[Exercise objective] The answer is every record that follows, printed exactly.

BEGIN Input data

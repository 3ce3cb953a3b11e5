//! Neighborly - integration test support.
//!
//! This crate re-exports the workspace crates so integration tests can use
//! `neighborly_test::` paths.

#![allow(ambiguous_glob_reexports)]

pub mod component {
    pub use neighborly_core::*;
    pub use neighborly_service::*;

    pub mod db {
        pub use neighborly_db::db::*;
    }

    pub mod model {
        pub use neighborly_db::model::*;
    }

    pub mod store {
        pub use neighborly_db::store::*;
    }

    pub mod middleware {
        pub use neighborly_app::middleware::*;
    }

    pub mod config {
        pub use neighborly_app::config::ConfigHandler;
        pub use neighborly_core::config::*;
    }
}

pub mod app {
    pub use neighborly_app::*;

    pub mod api {
        pub use neighborly_app::app::api::*;
    }
}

END Input data

[Exercise result]
repository 3ce3cb953a3b11e5
//! Neighborly - integration test support.
//!
//! This crate re-exports the workspace crates so integration tests can use
//! `neighborly_test::` paths.

#![allow(ambiguous_glob_reexports)]

pub mod component {
    pub use neighborly_core::*;
    pub use neighborly_service::*;

    pub mod db {
        pub use neighborly_db::db::*;
    }

    pub mod model {
        pub use neighborly_db::model::*;
    }

    pub mod store {
        pub use neighborly_db::store::*;
    }

    pub mod middleware {
        pub use neighborly_app::middleware::*;
    }

    pub mod config {
        pub use neighborly_app::config::ConfigHandler;
        pub use neighborly_core::config::*;
    }
}

pub mod app {
    pub use neighborly_app::*;

    pub mod api {
        pub use neighborly_app::app::api::*;
    }
}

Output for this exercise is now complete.